これまでになかったサイズの「ランドクルーザーFJ」を発表(写真:トヨタ自動車)
トヨタ自動車が「ランドクルーザーFJ」を、2025年10月29日に日本で初公開。舞台は東京ビッグサイトでの「ジャパン・モビリティ・ショー2025」だ。
【写真】ジャパンモビリティショー2025でかねて噂されていた小さなランドクルーザー「FJ」が発表に!
【写真】カワイイだけじゃない!ランドクルーザーFJのデザイン(40枚以上)
「2年前にランドクルーザー250を発表したとき“これは始まりにすぎない”とお話ししました」
トヨタ自動車のブランドクリエーションオフィサー(グループのデザイン統括)のサイモン・ハンフリーズ氏は、このタイミングでメディアに向けて上記のように語った。

「ランドクルーザーFJ」の説明をするサイモン・ハンフリーズ氏(写真:トヨタ自動車)
世界的なSUVの人気を背景に、ランドクルーザーブランドの市場が拡大するのを見越した発言だ。
2021年の「ランドクルーザー300」をはじめ、上記の「250」、そして改良をほどこした「70」も、高い市場価値を維持している。
これからの作業は、ニッチ(すきま)を埋めていくこととばかりに今回、全長4575mm×全幅1855mm×全高1960mm(ホイールベース2580mm)とコンパクトなFJを投入した。
FJクルーザーとは異なる成り立ちと世界観
プラットフォームは、新興国の市場向けに開発された「IMV(Innovative International Multi-purpose Vehicle)」用。

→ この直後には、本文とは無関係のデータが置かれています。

//! Echelon reducer.

use crate::{
    echelon::{config::ReducerConfig, log::OperationRecord, pivot::select_pivot_row, RowOperationLog},
    errors::ReductionError,
    matrix::{leading_index, Matrix, MatrixError, Real},
};
use tracing::{debug, trace};

/// A matrix in echelon form together with the operations that produced it.
#[derive(Clone, Debug, PartialEq)]
pub struct EchelonForm<T: Real> {
    /// Reduced matrix.
    pub matrix: Matrix<T>,

    /// Operations that took the input to `matrix`, in order.
    pub log: RowOperationLog<T>,
}

/// Checks whether a matrix is in echelon form.
///
/// Every non-null row must start strictly to the right of the row above it and null rows must all be at the
/// bottom.
pub fn is_echelon_form<T: Real>(matrix: &Matrix<T>) -> bool {
    let mut previous = None;
    let mut seen_null = false;
    for row in matrix.rows() {
        match leading_index(row) {
            None => seen_null = true,
            Some(_) if seen_null => return false,
            Some(leading) => {
                if previous.is_some_and(|previous| leading <= previous) {
                    return false;
                }
                previous = Some(leading);
            }
        }
    }
    true
}

/// Reduces a matrix to echelon form with the default configuration.
pub fn reduce<T: Real>(matrix: &Matrix<T>) -> Result<EchelonForm<T>, ReductionError> {
    reduce_with_config(matrix, &ReducerConfig::default())
}

/// Reduces a matrix to echelon form, recording every row operation.
///
/// The input matrix is left untouched, the reduction works on its own copy.
pub fn reduce_with_config<T: Real>(
    matrix: &Matrix<T>,
    config: &ReducerConfig,
) -> Result<EchelonForm<T>, ReductionError> {
    let mut reducer = Reducer::new(matrix.clone(), config);
    reducer.run()?;
    debug!(
        rows = reducer.matrix.nrows(),
        columns = reducer.matrix.ncols(),
        iterations = reducer.iterations,
        operations = reducer.log.len(),
        "matrix reduced to echelon form"
    );
    Ok(EchelonForm { matrix: reducer.matrix, log: reducer.log })
}

struct Reducer<T: Real> {
    matrix: Matrix<T>,
    log: RowOperationLog<T>,
    row: usize,
    column: usize,
    iterations: usize,
    max_iterations: usize,
}

impl<T: Real> Reducer<T> {
    fn new(matrix: Matrix<T>, config: &ReducerConfig) -> Self {
        let max_iterations = config.iteration_limit(matrix.nrows(), matrix.ncols());
        let log = RowOperationLog::new(matrix.nrows());
        Self { matrix, log, row: 0, column: 0, iterations: 0, max_iterations }
    }

    fn run(&mut self) -> Result<(), ReductionError> {
        while !is_echelon_form(&self.matrix) {
            if self.iterations >= self.max_iterations {
                return Err(ReductionError::Stalled { iterations: self.iterations });
            }
            self.iterations = self.iterations.saturating_add(1);
            trace!(row = self.row, column = self.column, "reduction step");

            self.compact_null_rows()?;
            let found = self.position_pivot()?;
            if found {
                self.eliminate_below()?;
            }
            self.advance(found);
        }
        Ok(())
    }

    fn apply(&mut self, operation: OperationRecord<T>) -> Result<(), MatrixError> {
        operation.apply(&mut self.matrix)?;
        trace!("{operation}");
        self.log.record(operation);
        Ok(())
    }

    fn compact_null_rows(&mut self) -> Result<(), MatrixError> {
        let indices = self.matrix.null_rows();
        let nrows = self.matrix.nrows();
        // Nothing to record when the null rows already are the bottom rows, or there are none.
        if indices.iter().copied().eq(nrows.saturating_sub(indices.len())..nrows) {
            return Ok(());
        }
        self.apply(OperationRecord::DeleteNulls { indices })
    }

    /// Moves the pivot row for the current column into the current row, returns whether there is a pivot.
    fn position_pivot(&mut self) -> Result<bool, MatrixError> {
        let Some(pivot) = select_pivot_row(&self.matrix, self.row, self.column)? else {
            return Ok(false);
        };
        if pivot != self.row {
            self.apply(OperationRecord::Swap { i: self.row, j: pivot })?;
        }
        Ok(true)
    }

    fn eliminate_below(&mut self) -> Result<(), MatrixError> {
        let (row, column) = (self.row, self.column);
        let x = *self.matrix.entry(row, column)?;
        for j in row.saturating_add(1)..self.matrix.nrows() {
            let y = *self.matrix.entry(j, column)?;
            if y == T::zero() {
                continue;
            }
            let operation = if x == -y {
                OperationRecord::Sum { i: j, j: row }
            } else {
                OperationRecord::ScaleAdd { i: j, j: row, k: -y / x }
            };
            self.apply(operation)?;
            // x * (-y / x) + y may round to a tiny residue instead of zero.
            *self.matrix.entry_mut(j, column)? = T::zero();
        }
        Ok(())
    }

    /// A column without pivot is skipped without using up a row.
    fn advance(&mut self, found_pivot: bool) {
        if found_pivot {
            self.row = self.row.saturating_add(1).min(self.matrix.nrows().saturating_sub(2));
        }
        self.column = self.column.saturating_add(1).min(self.matrix.ncols().saturating_sub(1));
    }
}

#[cfg(test)]
mod test {
    use super::*;
    use crate::{echelon::replay, matrix::RowOperand};

    fn make_matrix(rows: &[&[f64]]) -> Matrix<f64> {
        Matrix::from_rows(rows.iter().map(|row| row.to_vec()).collect()).unwrap()
    }

    #[test]
    fn echelon_predicate() {
        assert!(is_echelon_form(&make_matrix(&[&[1.0, 2.0, 3.0], &[0.0, 2.0, 6.0], &[0.0, 0.0, 0.0]])));
        assert!(is_echelon_form(&make_matrix(&[&[0.0, 1.0, 0.0], &[0.0, 0.0, 4.0]])));
        assert!(is_echelon_form(&make_matrix(&[&[0.0, 0.0], &[0.0, 0.0]])));
        assert!(is_echelon_form(&make_matrix(&[&[3.0, 0.0]])));
        assert!(is_echelon_form(&Matrix::<f64>::zero(0, 0)));
        assert!(!is_echelon_form(&make_matrix(&[&[1.0, 0.0], &[0.0, 0.0], &[0.0, 1.0]])));
        assert!(!is_echelon_form(&make_matrix(&[&[0.0, 1.0], &[1.0, 0.0]])));
        assert!(!is_echelon_form(&make_matrix(&[&[1.0, 1.0], &[2.0, 1.0]])));
    }

    #[test]
    fn already_reduced() {
        let matrix = make_matrix(&[&[1.0, -2.0, 3.0], &[0.0, 1.0, -2.0], &[0.0, 0.0, 1.0]]);
        let result = reduce(&matrix).unwrap();
        assert_eq!(result.matrix, matrix);
        assert!(result.log.is_empty());
    }

    #[test]
    fn zero_matrix() {
        let matrix = Matrix::<f64>::zero(3, 4);
        let result = reduce(&matrix).unwrap();
        assert_eq!(result.matrix, matrix);
        assert!(result.log.is_empty());
    }

    #[test]
    fn input_is_not_mutated() {
        let matrix = make_matrix(&[&[2.0, 1.0], &[4.0, 3.0]]);
        let copy = matrix.clone();
        reduce(&matrix).unwrap();
        assert_eq!(matrix, copy);
    }

    #[test]
    fn scale_add_elimination() {
        let matrix = make_matrix(&[&[1.0, -1.0, 1.0], &[0.0, 1.0, 0.0], &[1.0, 1.0, 0.0]]);
        let result = reduce(&matrix).unwrap();
        assert_eq!(result.matrix, make_matrix(&[&[1.0, -1.0, 1.0], &[0.0, 1.0, 0.0], &[0.0, 0.0, -1.0]]));
        assert_eq!(
            result.log.records(),
            &[OperationRecord::ScaleAdd { i: 2, j: 0, k: -1.0 }, OperationRecord::ScaleAdd { i: 2, j: 1, k: -2.0 }]
        );
    }

    #[test]
    fn exact_cancellation_is_a_sum() {
        let matrix = make_matrix(&[&[1.0, 2.0, 3.0, 0.0], &[-1.0, 2.0, -3.0, 1.0], &[2.0, 0.0, 6.0, -1.0]]);
        let result = reduce(&matrix).unwrap();
        assert_eq!(
            result.matrix,
            make_matrix(&[&[1.0, 2.0, 3.0, 0.0], &[0.0, 4.0, 0.0, 1.0], &[0.0, 0.0, 0.0, 0.0]])
        );
        assert_eq!(
            result.log.records(),
            &[
                OperationRecord::Sum { i: 1, j: 0 },
                OperationRecord::ScaleAdd { i: 2, j: 0, k: -2.0 },
                OperationRecord::Sum { i: 2, j: 1 },
            ]
        );
    }

    #[test]
    fn swaps_and_null_rows() {
        let matrix =
            make_matrix(&[&[0.0, 0.0, 6.0], &[-1.0, -2.0, -3.0], &[1.0, 2.0, 3.0], &[0.0, 2.0, 6.0], &[2.0, 0.0, -6.0]]);
        let result = reduce(&matrix).unwrap();
        assert_eq!(
            result.matrix,
            make_matrix(&[
                &[-1.0, -2.0, -3.0],
                &[0.0, 2.0, 6.0],
                &[0.0, 0.0, 6.0],
                &[0.0, 0.0, 0.0],
                &[0.0, 0.0, 0.0]
            ])
        );
        assert_eq!(
            result.log.records(),
            &[
                OperationRecord::Swap { i: 0, j: 1 },
                OperationRecord::Sum { i: 2, j: 0 },
                OperationRecord::ScaleAdd { i: 4, j: 0, k: 2.0 },
                OperationRecord::DeleteNulls { indices: vec![2] },
                OperationRecord::Swap { i: 1, j: 2 },
                OperationRecord::ScaleAdd { i: 3, j: 1, k: 2.0 },
            ]
        );
    }

    #[test]
    fn leading_null_rows_are_moved_down() {
        let matrix = make_matrix(&[&[0.0, 0.0], &[1.0, 2.0], &[0.0, 0.0], &[3.0, 4.0]]);
        let result = reduce(&matrix).unwrap();
        assert_eq!(result.matrix, make_matrix(&[&[1.0, 2.0], &[0.0, -2.0], &[0.0, 0.0], &[0.0, 0.0]]));
        assert_eq!(
            result.log.records(),
            &[OperationRecord::DeleteNulls { indices: vec![0, 2] }, OperationRecord::ScaleAdd { i: 1, j: 0, k: -3.0 }]
        );
    }

    #[test]
    fn skips_columns_without_pivot() {
        let matrix = make_matrix(&[&[1.0, 1.0, 1.0, 1.0], &[0.0, 0.0, 1.0, 1.0], &[0.0, 0.0, 1.0, 2.0], &[0.0, 0.0, 0.0, 0.0]]);
        let result = reduce(&matrix).unwrap();
        assert!(is_echelon_form(&result.matrix));
        assert_eq!(
            result.matrix,
            make_matrix(&[&[1.0, 1.0, 1.0, 1.0], &[0.0, 0.0, 1.0, 1.0], &[0.0, 0.0, 0.0, 1.0], &[0.0, 0.0, 0.0, 0.0]])
        );
    }

    #[test]
    fn wide_and_tall_matrices() {
        let wide = make_matrix(&[&[0.0, 2.0, 4.0, 1.0, 0.0], &[0.0, 1.0, 3.0, 0.0, 5.0]]);
        assert!(is_echelon_form(&reduce(&wide).unwrap().matrix));

        let tall = make_matrix(&[&[2.0], &[4.0], &[0.0], &[-6.0]]);
        let result = reduce(&tall).unwrap();
        assert_eq!(result.matrix, make_matrix(&[&[2.0], &[0.0], &[0.0], &[0.0]]));
    }

    #[test]
    fn log_reproduces_matrix() {
        let matrix = make_matrix(&[&[2.0, 1.0, -1.0], &[-3.0, -1.0, 2.0], &[-2.0, 1.0, 2.0], &[4.0, 2.0, -2.0]]);
        let result = reduce(&matrix).unwrap();
        let mut replayed = matrix.clone();
        for record in result.log.records() {
            record.apply(&mut replayed).unwrap();
        }
        for (replayed, reduced) in replayed.rows().zip(result.matrix.rows()) {
            for (a, b) in replayed.iter().zip(reduced) {
                assert!((a - b).abs() < 1e-12);
            }
        }
        assert_eq!(replayed.row_count(), result.matrix.nrows());
    }

    #[test]
    fn replay_matches_reduction() {
        let matrix = make_matrix(&[&[2.0, 1.0, -1.0], &[-3.0, -1.0, 2.0], &[-2.0, 1.0, 2.0]]);
        let mut result = reduce(&matrix).unwrap();
        let rhs = replay(&mut result.log, &[8.0, -11.0, -3.0]).unwrap();
        assert_eq!(result.matrix, make_matrix(&[&[2.0, 1.0, -1.0], &[0.0, 0.5, 0.5], &[0.0, 0.0, -1.0]]));
        assert_eq!(rhs, vec![8.0, 1.0, 1.0]);
    }

    #[test]
    fn stalls_on_iteration_limit() {
        let matrix = make_matrix(&[&[1.0, 2.0], &[3.0, 4.0]]);
        let result = reduce_with_config(&matrix, &ReducerConfig { max_iterations: Some(0) }).err().unwrap();
        assert_eq!(result, ReductionError::Stalled { iterations: 0 });
    }
}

ピックアップトラック、ミニバン、SUVの3車型に対応するものだ。
プラットフォーム自体は2002年に発表されたもので、たとえばタイで生産されている「ハイラックス」が成功しているように、世界各地の生産拠点を効率的に使うという目的を達成している。

日本で販売される「ハイラックス」もタイで生産される(写真:トヨタ自動車)
今回のランドクルーザーFJも、その一翼を担うもので、一見するとやや寸詰まり感のあるキュートなもの。しかし、FJという車名のオリジンは、1960年から84年まで生産された2ドアの「FJ40」だろう。

24年もの長きにわたり販売された「ランドクルーザー40(FJ40)」(写真:トヨタ自動車)
FJ40は、小回りの利く車体サイズとトルクのあるエンジンのおかげで、日本の森林でサービスカーとしても重宝されていて、実直なエンジニアリングで作られた車両だった。
その後、2006年に「FJクルーザー」としてFJの名が復活。ただし、この車両はFJ40のイメージを現代的にまとめた“企画モノ”だ。
レトロスペクティブなデザインは、当時はあまり評判がよくなかったと記憶しているが、いまはおもしろがって買うユーザーも少なからずいて、それなりの市場性を誇っている。

「ランドクルーザー40」をモチーフにした「FJクルーザー」(写真:トヨタ自動車)
今回のランドクルーザーFJは、「ランクルにふさわしい優れた悪路走破性を実現」(トヨタのプレスリリース)と機能性がまっ先にうたわれている。
「IMVシリーズで鍛えたプラットフォームを活用し、地上高やアプローチアングルの確保。“70”シリーズ同等のホイールアーティキュレーション(タイヤの浮きづらさ)」
開発では、オフロード試験で弱点を徹底的に洗い出してランクルネス(信頼性・耐久性・悪路走破性)をつくり込み、さらに「床下へのブレース追加、ボディの高剛性化により、優れた操縦安定性を確保」したそうだ。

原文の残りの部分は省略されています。